5 Security Tips That Will Help You Protect Your IoT Devices
There’s a dark side to anything popular. Anything that grows eventually has to face a number of threats trying to bring it down or exploit it. It seems that the Internet of Things is becoming the next best thing in the cyber world, and that, as a rule, opens an entire can of Internet of Things vulnerabilities.
In this entry, we would like to draw your attention to the problems you might experience due to your IoT device. We will give you a short overview of the threats that Internet of Things faces, and then we will go through several tips that will help you protect your devices from malicious exploitation.
Table of Contents
What is Internet of Things?
Technically, Internet of Things is a group of devices that are connected to the Internet. While most of us usually think of computers and mobile phones when it comes to the Internet connection, the truth is that these days you can plug almost anything into the cyber world. It can be your surveillance camera, your heater, your watch, or your refrigerator.
We actually covered the topic of the Internet of Things in greater detail here, so if you want to find out more, don’t hesitate to check out our previous blog post. The point is that, if an IoT device is connected to the Internet, it means it has an IP address, and its presence is mapped. It leaves a trace in the cyber world. Anything that leaves a trace can be used. Anything that is connected to the Internet can be used AND misused, too. Therefore, we have to be aware of the Internet of things vulnerabilities to protect our IoT devices, our networks, and our personal data.
The security woes of Internet of things
Since the network of Internet of things is getting bigger, it is only natural that the number of cyber attacks against IoT devices is growing, too. According to the Kaspersky reports, the first half of 2019 saw more than 100 million attacks against smart IoT devices. Compared to the number reported for the first half of 2018, the attack instances rose almost nine times. It seems that the rise of attacks is proportionate to the growth of the IoT network, as the IoT markets are expected to double by 2021.
You probably wonder, why would anyone want to hack your smart fridge? Or what’s the use of exploiting your router? For the most part, hackers can exploit Internet of things vulnerabilities to create powerful botnets. These botnets can be later on monetized for Distributed Denial of Service (DDoS) attacks or used as proxies for a variety of other malicious actions. The most important thing here is that victims often are not aware of the fact that their IoT device has been compromised.

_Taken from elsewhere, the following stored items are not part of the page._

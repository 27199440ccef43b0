//! Time-boxed memoization of the last worksheet read.
//!
//! `CachedStore` answers `read_all` from memory until the entry is older
//! than the configured TTL. Writes always go straight to the inner store
//! and drop the cached entry, so the next read observes the new rows.

use super::{Dataset, TabularStore};
use crate::core::StoreError;
use parking_lot::Mutex;
use std::time::{Duration, Instant};

pub const DEFAULT_CACHE_TTL: Duration = Duration::from_secs(300);

#[derive(Debug)]
struct CacheEntry {
    dataset: Dataset,
    loaded_at: Instant,
}

/// Read-through cache with a declared TTL and explicit invalidation.
#[derive(Debug)]
pub struct CachedStore<S> {
    inner: S,
    ttl: Duration,
    entry: Mutex<Option<CacheEntry>>,
}

impl<S: TabularStore> CachedStore<S> {
    pub fn new(inner: S, ttl: Duration) -> Self {
        Self {
            inner,
            ttl,
            entry: Mutex::new(None),
        }
    }

    pub fn ttl(&self) -> Duration {
        self.ttl
    }

    pub fn inner(&self) -> &S {
        &self.inner
    }

    pub fn into_inner(self) -> S {
        self.inner
    }

    /// Bypass the cache and read straight from the backing store.
    ///
    /// The fresh result replaces any cached entry.
    pub fn read_fresh(&self) -> Result<Dataset, StoreError> {
        let dataset = self.inner.read_all()?;
        *self.entry.lock() = Some(CacheEntry {
            dataset: dataset.clone(),
            loaded_at: Instant::now(),
        });
        Ok(dataset)
    }

    /// Drop the cached entry so the next read hits the backing store.
    pub fn invalidate(&self) {
        if self.entry.lock().take().is_some() {
            log::debug!("Invalidated cached worksheet '{}'", self.inner.worksheet());
        }
    }

    pub fn is_cached(&self) -> bool {
        self.cached_at(Instant::now()).is_some()
    }

    fn cached_at(&self, now: Instant) -> Option<Dataset> {
        let guard = self.entry.lock();
        let entry = guard.as_ref()?;
        if now.saturating_duration_since(entry.loaded_at) < self.ttl {
            Some(entry.dataset.clone())
        } else {
            None
        }
    }
}

impl<S: TabularStore> TabularStore for CachedStore<S> {
    fn worksheet(&self) -> &str {
        self.inner.worksheet()
    }

    fn read_all(&self) -> Result<Dataset, StoreError> {
        if let Some(dataset) = self.cached_at(Instant::now()) {
            log::debug!("Cache hit for worksheet '{}'", self.worksheet());
            return Ok(dataset);
        }
        log::debug!("Cache miss for worksheet '{}'", self.worksheet());
        self.read_fresh()
    }

    fn replace_all(&self, dataset: &Dataset) -> Result<(), StoreError> {
        self.inner.replace_all(dataset)?;
        self.invalidate();
        Ok(())
    }
}
//! Append-only persistence of assessment records.
//!
//! The backing store only supports whole-table replacement, so appending a
//! record means: read the current worksheet straight from the store, add the
//! new row at the end, write the combined table back, and drop the cached
//! copy. Concurrent writers are not coordinated; the last replace wins.

use crate::core::{Error, Result};
use crate::record::{AssessmentRecord, SheetLayout};
use crate::store::{verify_headers, CachedStore, Dataset, HeaderReport, TabularStore};
use serde::Serialize;
use std::time::Duration;

/// Where a freshly persisted record landed.
#[derive(Debug, Clone, Copy, PartialEq, Eq, Serialize)]
pub struct AppendReceipt {
    /// Zero-based row index of the new record
    pub row_index: usize,
    /// Row count after the write
    pub total_rows: usize,
}

/// Concatenate `record` onto `existing` without touching earlier rows.
pub fn append_record(
    mut existing: Dataset,
    record: &AssessmentRecord,
    layout: SheetLayout,
) -> Dataset {
    existing.append_row(record.to_row(layout));
    existing
}

/// Writes assessment records to one worksheet.
#[derive(Debug)]
pub struct Recorder<S> {
    store: CachedStore<S>,
    layout: SheetLayout,
}

impl<S: TabularStore> Recorder<S> {
    pub fn new(store: S, layout: SheetLayout, cache_ttl: Duration) -> Self {
        Self {
            store: CachedStore::new(store, cache_ttl),
            layout,
        }
    }

    pub fn layout(&self) -> SheetLayout {
        self.layout
    }

    pub fn worksheet(&self) -> &str {
        self.store.worksheet()
    }

    pub fn store(&self) -> &CachedStore<S> {
        &self.store
    }

    /// Current worksheet contents, served from the TTL cache when fresh.
    pub fn dataset(&self) -> Result<Dataset> {
        self.store
            .read_all()
            .map_err(|e| Error::store_read(self.worksheet(), e))
    }

    /// Append `record` as the last row and persist the combined worksheet.
    ///
    /// The read bypasses the cache so the append is based on the store's
    /// latest contents. A read failure aborts before anything is written. A
    /// write failure leaves the store as it was. The cache is invalidated
    /// only after a successful write.
    pub fn append_and_persist(&self, record: &AssessmentRecord) -> Result<AppendReceipt> {
        let sheet = self.worksheet().to_string();

        let existing = self
            .store
            .read_fresh()
            .map_err(|e| Error::store_read(&sheet, e))?;
        let previous_rows = existing.len();

        let combined = append_record(existing, record, self.layout);
        let total_rows = combined.len();

        // Write through the cache layer, which invalidates on success.
        self.store
            .replace_all(&combined)
            .map_err(|e| Error::store_write(&sheet, e))?;

        log::info!(
            "Persisted assessment for '{}' to worksheet '{}' ({} -> {} rows, tier {})",
            record.resident_name(),
            sheet,
            previous_rows,
            total_rows,
            record.risk_tier().name()
        );

        Ok(AppendReceipt {
            row_index: previous_rows,
            total_rows,
        })
    }

    /// Compare the worksheet header with the columns of the configured layout.
    pub fn verify_headers(&self) -> Result<HeaderReport> {
        let dataset = self
            .store
            .read_fresh()
            .map_err(|e| Error::store_read(self.worksheet(), e))?;
        Ok(verify_headers(dataset.columns(), &self.layout.columns()))
    }
}

#[cfg(test)]
mod tests {
    use super::*;
    use crate::core::CategoryScores;
    use crate::record::DEFAULT_TIMESTAMP_FORMAT;
    use crate::store::{Cell, MemoryStore};
    use chrono::NaiveDate;
    use pretty_assertions::assert_eq;

    fn record(name: &str) -> AssessmentRecord {
        let at = NaiveDate::from_ymd_opt(2026, 5, 4)
            .unwrap()
            .and_hms_opt(10, 0, 0)
            .unwrap();
        AssessmentRecord::new(
            at,
            DEFAULT_TIMESTAMP_FORMAT,
            name,
            "",
            CategoryScores::from_values(&[0, 1, 0, 1, 0]).unwrap(),
            None,
        )
        .unwrap()
    }

    fn recorder() -> Recorder<MemoryStore> {
        Recorder::new(
            MemoryStore::new("Avaliacoes"),
            SheetLayout::Basic,
            Duration::from_secs(300),
        )
    }

    #[test]
    fn test_append_to_empty_worksheet() {
        let recorder = recorder();
        let receipt = recorder.append_and_persist(&record("Ana")).unwrap();
        assert_eq!(
            receipt,
            AppendReceipt {
                row_index: 0,
                total_rows: 1
            }
        );
        let dataset = recorder.store().inner().snapshot();
        let expected: Vec<String> = SheetLayout::Basic
            .columns()
            .into_iter()
            .map(String::from)
            .collect();
        assert_eq!(dataset.columns(), expected.as_slice());
    }

    #[test]
    fn test_appends_preserve_order() {
        let recorder = recorder();
        recorder.append_and_persist(&record("Ana")).unwrap();
        recorder.append_and_persist(&record("Bruno")).unwrap();

        let dataset = recorder.dataset().unwrap();
        assert_eq!(dataset.len(), 2);
        assert_eq!(dataset.cell(0, "nome_morador"), Some(&Cell::from("Ana")));
        assert_eq!(dataset.cell(1, "nome_morador"), Some(&Cell::from("Bruno")));
    }

    #[test]
    fn test_cached_view_sees_new_row_after_persist() {
        let recorder = recorder();
        assert!(recorder.dataset().unwrap().is_empty());
        assert!(recorder.store().is_cached());

        recorder.append_and_persist(&record("Ana")).unwrap();
        assert!(!recorder.store().is_cached());
        assert_eq!(recorder.dataset().unwrap().len(), 1);
    }

    #[test]
    fn test_append_record_is_pure_concatenation() {
        let mut existing = Dataset::new(vec!["timestamp".into(), "legacy".into()]);
        existing.append_row(vec![
            ("timestamp".to_string(), Cell::from("old")),
            ("legacy".to_string(), Cell::from("kept")),
        ]);

        let combined = append_record(existing.clone(), &record("Ana"), SheetLayout::Basic);

        assert_eq!(combined.len(), 2);
        assert_eq!(&combined.columns()[..2], existing.columns());
        assert_eq!(combined.cell(0, "legacy"), Some(&Cell::from("kept")));
        assert_eq!(combined.cell(1, "legacy"), Some(&Cell::Empty));
    }

    #[test]
    fn test_verify_headers_on_fresh_sheet_reports_all_missing() {
        let recorder = recorder();
        let report = recorder.verify_headers().unwrap();
        assert_eq!(report.missing.len(), SheetLayout::Basic.columns().len());

        recorder.append_and_persist(&record("Ana")).unwrap();
        assert!(recorder.verify_headers().unwrap().is_match());
    }
}
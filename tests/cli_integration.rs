//! End-to-end tests driving the `hoardrisk` binary.

use assert_cmd::Command;
use indoc::formatdoc;
use std::path::{Path, PathBuf};
use tempfile::TempDir;

fn hoardrisk(dir: &Path) -> Command {
    let mut cmd = Command::cargo_bin("hoardrisk").unwrap();
    cmd.current_dir(dir)
        .env_remove("HOARDRISK_CONFIG")
        .env_remove("RUST_LOG")
        .env("NO_COLOR", "1")
        .arg("--plain");
    cmd
}

fn write_config(dir: &Path, layout: &str) -> PathBuf {
    let path = dir.join("campo.toml");
    std::fs::write(
        &path,
        formatdoc! {r#"
            [store]
            path = "dados/avaliacoes.json"
            worksheet = "Avaliacoes_Acumulacao1"

            [form]
            layout = "{layout}"
        "#},
    )
    .unwrap();
    path
}

fn stdout_of(cmd: &mut Command) -> String {
    let output = cmd.assert().success().get_output().stdout.clone();
    String::from_utf8(output).unwrap()
}

#[test]
fn test_classify_total_with_critical_item() {
    let dir = TempDir::new().unwrap();
    let out = stdout_of(hoardrisk(dir.path()).args(["classify", "--total", "4", "--critical"]));
    assert!(out.contains("RISCO GRAVE (NÍVEL 4)"));
    assert!(out.contains("Acompanhamento intensivo e contínuo"));
}

#[test]
fn test_classify_scores_as_json() {
    let dir = TempDir::new().unwrap();
    let out = stdout_of(hoardrisk(dir.path()).args([
        "classify", "--scores", "2,2,2,1,1", "--format", "json",
    ]));
    let value: serde_json::Value = serde_json::from_str(&out).unwrap();
    assert_eq!(value["total_score"], 8);
    assert_eq!(value["classification"]["tier"], "MODERADO");
}

#[test]
fn test_classify_total_above_grave_threshold() {
    let dir = TempDir::new().unwrap();
    let out = stdout_of(hoardrisk(dir.path()).args(["classify", "--total", "21"]));
    assert!(out.contains("RISCO GRAVE (NÍVEL 4)"));
}

#[test]
fn test_assess_then_list() {
    let dir = TempDir::new().unwrap();
    let config = write_config(dir.path(), "basic");
    let config = config.to_str().unwrap();

    let out = stdout_of(hoardrisk(dir.path()).args([
        "--config", config, "assess", "--name", "Maria", "--address", "Rua A",
        "--estrutural", "3", "--sanitario", "3", "--animais", "3",
    ]));
    assert!(out.contains("Avaliação salva com sucesso!"));
    assert!(out.contains("Pontuação total: 9"));
    assert!(dir.path().join("dados/avaliacoes.json").exists());

    let listed = stdout_of(hoardrisk(dir.path()).args(["--config", config, "list", "--format", "json"]));
    let rows: serde_json::Value = serde_json::from_str(&listed).unwrap();
    assert_eq!(rows.as_array().unwrap().len(), 1);
    assert_eq!(rows[0]["nome_morador"], "Maria");
    assert_eq!(rows[0]["status_risco"], "RISCO MODERADO (NÍVEL 2)");
}

#[test]
fn test_assess_without_name_exits_non_zero() {
    let dir = TempDir::new().unwrap();
    let config = write_config(dir.path(), "basic");

    hoardrisk(dir.path())
        .args(["--config", config.to_str().unwrap(), "assess", "--animais", "4"])
        .assert()
        .failure();
    assert!(!dir.path().join("dados/avaliacoes.json").exists());
}

#[test]
fn test_verify_headers_exit_code_follows_layout() {
    let dir = TempDir::new().unwrap();
    let basic = write_config(dir.path(), "basic");
    let basic = basic.to_str().unwrap();

    stdout_of(hoardrisk(dir.path()).args(["--config", basic, "assess", "--name", "Ana"]));
    hoardrisk(dir.path())
        .args(["--config", basic, "verify-headers"])
        .assert()
        .success();

    let detailed = write_config(dir.path(), "detailed");
    let output = hoardrisk(dir.path())
        .args(["--config", detailed.to_str().unwrap(), "verify-headers"])
        .assert()
        .failure()
        .get_output()
        .stdout
        .clone();
    let text = String::from_utf8(output).unwrap();
    assert!(text.contains("Faltando:"));
    assert!(text.contains("qtd_animais"));
}

#[test]
fn test_init_writes_config_once() {
    let dir = TempDir::new().unwrap();
    hoardrisk(dir.path()).arg("init").assert().success();
    assert!(dir.path().join(".hoardrisk.toml").exists());

    hoardrisk(dir.path()).arg("init").assert().failure();
    hoardrisk(dir.path()).args(["init", "--force"]).assert().success();
}

#[test]
fn test_explicit_missing_config_is_an_error() {
    let dir = TempDir::new().unwrap();
    hoardrisk(dir.path())
        .args(["--config", "missing.toml", "list"])
        .assert()
        .failure();
}
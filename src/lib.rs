// Export modules for library usage
pub mod catalog;
pub mod cli;
pub mod commands;
pub mod config;
pub mod core;
pub mod form;
pub mod formatting;
pub mod record;
pub mod recorder;
pub mod scoring;
pub mod store;
pub mod testkit;

// Re-export commonly used types
pub use crate::core::{
    CategoryKey, CategoryScore, CategoryScores, Error, Result, StoreError, ValidationError,
};

pub use crate::scoring::{classify, classify_tier, summarize, Classification, RiskTier, ScoreSummary};

pub use crate::record::{AssessmentRecord, Clock, SheetLayout, SystemClock, VectorDetails};

pub use crate::form::{submit, AssessmentForm, Notice, NoticeLevel, SubmissionOutcome};

pub use crate::recorder::{append_record, AppendReceipt, Recorder};

pub use crate::store::{
    verify_headers, CachedStore, Cell, Dataset, HeaderReport, JsonWorkbookStore, MemoryStore,
    TabularStore,
};

pub use crate::config::{load_config, HoardriskConfig};
/// Risk tier classification for household assessments
///
/// The composite total and the critical-item flag map onto four ordered
/// tiers. Rules are evaluated top-down and the first match wins, so a single
/// category at the maximum value lands in `Grave` even when the total alone
/// would sit in a lower bracket.
use serde::{Deserialize, Serialize};

/// Totals at or above this value are `Grave` regardless of the critical flag.
pub const GRAVE_MIN_TOTAL: u32 = 21;
pub const ALTO_MIN_TOTAL: u32 = 13;
pub const MODERADO_MIN_TOTAL: u32 = 8;

/// Risk tier, ordered from least to most severe
#[derive(Debug, Clone, Copy, PartialEq, Eq, PartialOrd, Ord, Hash, Serialize, Deserialize)]
#[serde(rename_all = "UPPERCASE")]
pub enum RiskTier {
    /// Level 1: total <= 7 and no critical item
    Baixo,
    /// Level 2: total in 8..=12
    Moderado,
    /// Level 3: total in 13..=20
    Alto,
    /// Level 4: total >= 21 or any category at the maximum
    Grave,
}

/// Display color tag attached to a tier
#[derive(Debug, Clone, Copy, PartialEq, Eq, Hash, Serialize, Deserialize)]
#[serde(rename_all = "lowercase")]
pub enum TierColor {
    Green,
    Yellow,
    Orange,
    Red,
}

impl TierColor {
    pub fn as_str(&self) -> &'static str {
        match self {
            TierColor::Green => "green",
            TierColor::Yellow => "yellow",
            TierColor::Orange => "orange",
            TierColor::Red => "red",
        }
    }
}

impl RiskTier {
    /// Numeric level, 1 (lowest) to 4 (highest)
    pub fn level(&self) -> u8 {
        match self {
            RiskTier::Baixo => 1,
            RiskTier::Moderado => 2,
            RiskTier::Alto => 3,
            RiskTier::Grave => 4,
        }
    }

    /// Short tier name
    pub fn name(&self) -> &'static str {
        match self {
            RiskTier::Baixo => "BAIXO",
            RiskTier::Moderado => "MODERADO",
            RiskTier::Alto => "ALTO",
            RiskTier::Grave => "GRAVE",
        }
    }

    /// Label written to the `status_risco` column
    pub fn label(&self) -> &'static str {
        match self {
            RiskTier::Baixo => "RISCO BAIXO (NÍVEL 1)",
            RiskTier::Moderado => "RISCO MODERADO (NÍVEL 2)",
            RiskTier::Alto => "RISCO ALTO (NÍVEL 3)",
            RiskTier::Grave => "RISCO GRAVE (NÍVEL 4)",
        }
    }

    /// Marker shown before the label on emoji-capable terminals
    pub fn emoji(&self) -> &'static str {
        match self {
            RiskTier::Baixo => "🟢",
            RiskTier::Moderado => "🟡",
            RiskTier::Alto => "🟠",
            RiskTier::Grave => "🔴",
        }
    }

    pub fn color(&self) -> TierColor {
        match self {
            RiskTier::Baixo => TierColor::Green,
            RiskTier::Moderado => TierColor::Yellow,
            RiskTier::Alto => TierColor::Orange,
            RiskTier::Grave => TierColor::Red,
        }
    }

    /// Recommended intervention for households in this tier
    pub fn intervention(&self) -> &'static str {
        match self {
            RiskTier::Baixo => "Monitoramento periódico trimestral.",
            RiskTier::Moderado => {
                "Plano de cuidado individualizado com visitas bimestrais."
            }
            RiskTier::Alto => "Visitas mensais e acompanhamento intensivo da equipe.",
            RiskTier::Grave => {
                "Acompanhamento intensivo e contínuo por equipe multidisciplinar."
            }
        }
    }

    /// Recover a tier from a stored `status_risco` cell.
    ///
    /// Accepts the plain label, the emoji-prefixed label, or the short name.
    pub fn from_label(text: &str) -> Option<Self> {
        let upper = text.to_uppercase();
        [
            RiskTier::Grave,
            RiskTier::Alto,
            RiskTier::Moderado,
            RiskTier::Baixo,
        ]
        .into_iter()
        .find(|tier| upper.contains(tier.name()))
    }
}

impl std::fmt::Display for RiskTier {
    fn fmt(&self, f: &mut std::fmt::Formatter<'_>) -> std::fmt::Result {
        write!(f, "{}", self.label())
    }
}

/// Full result of classifying a household
#[derive(Debug, Clone, Copy, PartialEq, Eq, Hash, Serialize)]
pub struct Classification {
    pub tier: RiskTier,
    pub label: &'static str,
    pub color: TierColor,
    pub intervention: &'static str,
}

impl From<RiskTier> for Classification {
    fn from(tier: RiskTier) -> Self {
        Self {
            tier,
            label: tier.label(),
            color: tier.color(),
            intervention: tier.intervention(),
        }
    }
}

/// Classify a composite total into a risk tier.
pub fn classify_tier(total: u32, has_critical: bool) -> RiskTier {
    if total >= GRAVE_MIN_TOTAL || has_critical {
        return RiskTier::Grave;
    }

    if total >= ALTO_MIN_TOTAL {
        return RiskTier::Alto;
    }

    if total >= MODERADO_MIN_TOTAL {
        return RiskTier::Moderado;
    }

    RiskTier::Baixo
}

/// Classify and attach label, color and intervention text.
pub fn classify(total: u32, has_critical: bool) -> Classification {
    classify_tier(total, has_critical).into()
}
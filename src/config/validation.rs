//! Configuration validation with error accumulation.
//!
//! Every problem is collected so a user sees all of them in one run instead
//! of fixing the file one error at a time.

use chrono::NaiveDate;

use super::HoardriskConfig;
use crate::record::render_timestamp;

/// Upper bound on the cache TTL; a day-old worksheet view is never useful.
pub const MAX_CACHE_TTL_SECS: u64 = 86_400;

/// A single configuration problem, keyed by its dotted field path.
#[derive(Debug, Clone, PartialEq, Eq)]
pub struct ConfigIssue {
    pub field: &'static str,
    pub message: String,
}

impl std::fmt::Display for ConfigIssue {
    fn fmt(&self, f: &mut std::fmt::Formatter<'_>) -> std::fmt::Result {
        write!(f, "{}: {}", self.field, self.message)
    }
}

/// A strftime pattern chrono can render for a naive local timestamp.
pub fn is_valid_timestamp_format(format: &str) -> bool {
    let sample = NaiveDate::from_ymd_opt(2026, 1, 31).and_then(|d| d.and_hms_opt(23, 59, 59));
    !format.trim().is_empty()
        && sample.is_some_and(|at| render_timestamp(at, format).is_some())
}

pub fn validate_config(config: &HoardriskConfig) -> Result<(), Vec<ConfigIssue>> {
    let mut issues = Vec::new();

    if config.store.worksheet.trim().is_empty() {
        issues.push(ConfigIssue {
            field: "store.worksheet",
            message: "worksheet name must not be empty".to_string(),
        });
    }

    if config.store.path.as_os_str().is_empty() {
        issues.push(ConfigIssue {
            field: "store.path",
            message: "workbook path must not be empty".to_string(),
        });
    }

    if config.store.cache_ttl_secs > MAX_CACHE_TTL_SECS {
        issues.push(ConfigIssue {
            field: "store.cache_ttl_secs",
            message: format!(
                "cache TTL out of range (expected: 0-{}, got: {})",
                MAX_CACHE_TTL_SECS, config.store.cache_ttl_secs
            ),
        });
    }

    if !is_valid_timestamp_format(&config.form.timestamp_format) {
        issues.push(ConfigIssue {
            field: "form.timestamp_format",
            message: format!(
                "invalid strftime pattern '{}'",
                config.form.timestamp_format
            ),
        });
    }

    if issues.is_empty() {
        Ok(())
    } else {
        Err(issues)
    }
}

#[cfg(test)]
mod tests {
    use super::*;
    use std::path::PathBuf;

    #[test]
    fn test_defaults_are_valid() {
        assert!(validate_config(&HoardriskConfig::default()).is_ok());
    }

    #[test]
    fn test_all_issues_are_accumulated() {
        let mut config = HoardriskConfig::default();
        config.store.worksheet = "  ".to_string();
        config.store.path = PathBuf::new();
        config.store.cache_ttl_secs = MAX_CACHE_TTL_SECS + 1;
        config.form.timestamp_format = "%Y-%Q".to_string();

        let issues = validate_config(&config).unwrap_err();
        let fields: Vec<&str> = issues.iter().map(|i| i.field).collect();
        assert_eq!(
            fields,
            vec![
                "store.worksheet",
                "store.path",
                "store.cache_ttl_secs",
                "form.timestamp_format"
            ]
        );
    }

    #[test]
    fn test_timestamp_format_check() {
        assert!(is_valid_timestamp_format("%Y-%m-%d %H:%M:%S"));
        assert!(is_valid_timestamp_format("%d/%m/%Y %H:%M"));
        assert!(!is_valid_timestamp_format("%Q"));
        assert!(!is_valid_timestamp_format(""));
    }

    #[test]
    fn test_offset_specifiers_are_rejected() {
        for pattern in ["%Y-%m-%d %z", "%H:%M %:z", "%Z"] {
            assert!(!is_valid_timestamp_format(pattern), "{pattern} accepted");
        }
    }
}
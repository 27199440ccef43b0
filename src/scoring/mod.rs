pub mod tiers;

pub use tiers::{classify, classify_tier, Classification, RiskTier, TierColor};

use crate::core::CategoryScores;
use serde::Serialize;

/// Total, critical flag and classification for one set of answers.
#[derive(Debug, Clone, Copy, PartialEq, Eq, Serialize)]
pub struct ScoreSummary {
    pub total_score: u32,
    pub has_critical_item: bool,
    pub classification: Classification,
}

impl ScoreSummary {
    pub fn tier(&self) -> RiskTier {
        self.classification.tier
    }
}

/// Pure scoring entry point used by the form preview and the recorder.
pub fn summarize(scores: &CategoryScores) -> ScoreSummary {
    let total_score = scores.total();
    let has_critical_item = scores.has_critical_item();
    ScoreSummary {
        total_score,
        has_critical_item,
        classification: classify(total_score, has_critical_item),
    }
}
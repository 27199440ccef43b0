//! Line-oriented prompts for filling in the form from a terminal.
//!
//! Generic over `BufRead`/`Write` so sessions can be scripted in tests.
//! An empty answer keeps the value already in the form, which is how a
//! session without post-save reset carries answers into the next household.
//! A single `-` clears a text field.

/// Answer that blanks a text field instead of keeping its current value.
pub const CLEAR_ANSWER: &str = "-";

use super::AssessmentForm;
use crate::catalog::{self, CATALOG};
use crate::core::CategoryScore;
use crate::record::{SheetLayout, VectorDetails};
use std::io::{self, BufRead, Write};

fn read_answer<R: BufRead>(input: &mut R) -> io::Result<String> {
    let mut line = String::new();
    if input.read_line(&mut line)? == 0 {
        return Err(io::Error::new(
            io::ErrorKind::UnexpectedEof,
            "input closed before the form was complete",
        ));
    }
    Ok(line.trim().to_string())
}

fn ask_text<R: BufRead, W: Write>(
    input: &mut R,
    output: &mut W,
    label: &str,
    current: &str,
) -> io::Result<String> {
    if current.is_empty() {
        write!(output, "{label}: ")?;
    } else {
        write!(output, "{label} [{current}] ('{CLEAR_ANSWER}' apaga): ")?;
    }
    output.flush()?;
    let answer = read_answer(input)?;
    Ok(match answer.as_str() {
        "" => current.to_string(),
        CLEAR_ANSWER => String::new(),
        _ => answer,
    })
}

fn ask_number<R: BufRead, W: Write>(
    input: &mut R,
    output: &mut W,
    label: &str,
    current: u32,
) -> io::Result<u32> {
    loop {
        write!(output, "{label} [{current}]: ")?;
        output.flush()?;
        let answer = read_answer(input)?;
        if answer.is_empty() {
            return Ok(current);
        }
        match answer.parse() {
            Ok(value) => return Ok(value),
            Err(_) => writeln!(output, "Informe um número inteiro.")?,
        }
    }
}

/// Yes/no question. Accepts s/sim/y/yes and n/não/nao/no.
pub fn confirm<R: BufRead, W: Write>(
    input: &mut R,
    output: &mut W,
    question: &str,
    current: bool,
) -> io::Result<bool> {
    let hint = if current { "S/n" } else { "s/N" };
    loop {
        write!(output, "{question} ({hint}): ")?;
        output.flush()?;
        let answer = read_answer(input)?.to_lowercase();
        match answer.as_str() {
            "" => return Ok(current),
            "s" | "sim" | "y" | "yes" => return Ok(true),
            "n" | "não" | "nao" | "no" => return Ok(false),
            _ => writeln!(output, "Responda 's' ou 'n'.")?,
        }
    }
}

fn ask_details<R: BufRead, W: Write>(
    input: &mut R,
    output: &mut W,
    current: &VectorDetails,
) -> io::Result<VectorDetails> {
    writeln!(output, "\nDetalhamento de vetores e animais")?;
    Ok(VectorDetails {
        animal_count: ask_number(input, output, "Quantidade de animais", current.animal_count)?,
        species: ask_text(input, output, "Espécies", &current.species)?,
        cockroaches: confirm(input, output, "Baratas", current.cockroaches)?,
        rats: confirm(input, output, "Ratos", current.rats)?,
        scorpions: confirm(input, output, "Escorpiões", current.scorpions)?,
        flies: confirm(input, output, "Moscas", current.flies)?,
        other_vectors: ask_text(input, output, "Outros vetores", &current.other_vectors)?,
        animal_condition: ask_text(
            input,
            output,
            "Condição dos animais",
            &current.animal_condition,
        )?,
        unusable_rooms: ask_number(
            input,
            output,
            "Cômodos inutilizados",
            current.unusable_rooms,
        )?,
        lives_alone: confirm(input, output, "Mora sozinho(a)", current.lives_alone)?,
        health_follow_up: confirm(
            input,
            output,
            "Possui acompanhamento de saúde",
            current.health_follow_up,
        )?,
        observations: ask_text(input, output, "Observações", &current.observations)?,
    })
}

/// Walk through every field of the form, starting from `current`.
pub fn fill_form<R: BufRead, W: Write>(
    input: &mut R,
    output: &mut W,
    current: &AssessmentForm,
    layout: SheetLayout,
) -> io::Result<AssessmentForm> {
    let mut form = current.clone();

    writeln!(output, "Identificação do Morador")?;
    form.resident_name = ask_text(input, output, "Nome do(a) morador(a)", &current.resident_name)?;
    form.address = ask_text(input, output, "Endereço", &current.address)?;

    for entry in CATALOG.iter() {
        writeln!(output, "\n{}", entry.title)?;
        for option in entry.options {
            writeln!(output, "  {option}")?;
        }
        let selected = current.scores.get(entry.key);
        loop {
            write!(
                output,
                "Selecione uma opção [{}]: ",
                catalog::option_label(entry.key, selected)
            )?;
            output.flush()?;
            let answer = read_answer(input)?;
            if answer.is_empty() {
                break;
            }
            match answer
                .parse::<u8>()
                .ok()
                .and_then(|v| CategoryScore::new(entry.key, v).ok())
            {
                Some(score) => {
                    form.scores.set(entry.key, score);
                    break;
                }
                None => writeln!(output, "Escolha um valor entre 0 e 4.")?,
            }
        }
    }

    if layout == SheetLayout::Detailed {
        let details = current.details.clone().unwrap_or_default();
        form.details = Some(ask_details(input, output, &details)?);
    }

    Ok(form)
}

Does that mean that the attacks are highly sophisticated? Not really. The attacks are quite basic, but everything happens behind the user’s back, so the device can remain compromised for a while before anything is done about it.
There are three main malware families that are responsible for these attacks: Mirai, Nyadrop, and Gafgyt. Mirai and Nyadrop are the biggest groups of infections. Mirai uses old vulnerabilities in IoT devices to hack them, while Nyadrop and Gafgyt employ password brute-forcing to crack the device. Although there are multiple ways to help you protect your IoT devices, the most common infection vectors give us a good idea from where we can start.
How to protect IoT devices
1. Update your device regularly
Malware families like Mirai exploit vulnerabilities that are present in the old software versions. If you haven’t enabled automatic update feature on your IoT device, you should do it right now. Updates come with the latest security features and vulnerability patches that will help you avoid potential hacking attempts.
2. Use strong passwords
As mentioned, password brute-forcing is a common way to hack into the Internet of Things devices. However, strong and unique passwords make it harder to achieve that. If you don’t think you can create a strong password and change it regularly, you should employ Cyclonis Password Manager. This free tool can generate and store passwords for you, so you won’t have to memorize anything. And your IoT device will be protected from malicious attacks.
3. Be careful of public Wi-Fi networks
When we think about wearable IoT devices, we have to remember that they often have to connect to Wi-Fi networks to store your personal data. Needless to say, not all public Wi-Fi networks are safe enough for private data transfers. So, if you know that you will be in a place with a shared network, maybe it’s for the best to leave your wearable device at home. You don’t want your data hacked by a malevolent third-party that might be “listening” in on that network!
4. Cloud storage risk
Cloud storage technology is probably one of the best things out there, and it is also a good remedy against the threat of a ransomware infection. However, you should seriously consider whether you really want to connect EVERY SINGLE IoT device to a cloud. We have to remember that we need a connection between a device and the cloud service to access your data, so if your device gets compromised, the data that you keep on the cloud might become accessible, too. Weigh all pros and cons, when you choose the devices you want to connect to your cloud.
5. Turn off UPnP
UPnP stands for Universal Plug and Play. It’s a set of networking protocols that allows several devices connected to the same network recognize and connect to each other. This feature is good when you need that connection between your devices, but it would be better if the feature weren’t automatic. The problem is that with the UPnP turned on, any IoT device could be vulnerable to outside access. And we definitely want to avoid that.
All in all, if you go through all the IoT device features carefully, you will definitely see what you can do to improve the overall IoT security level. Don’t forget that you can always consult a professional if you feel at a loss.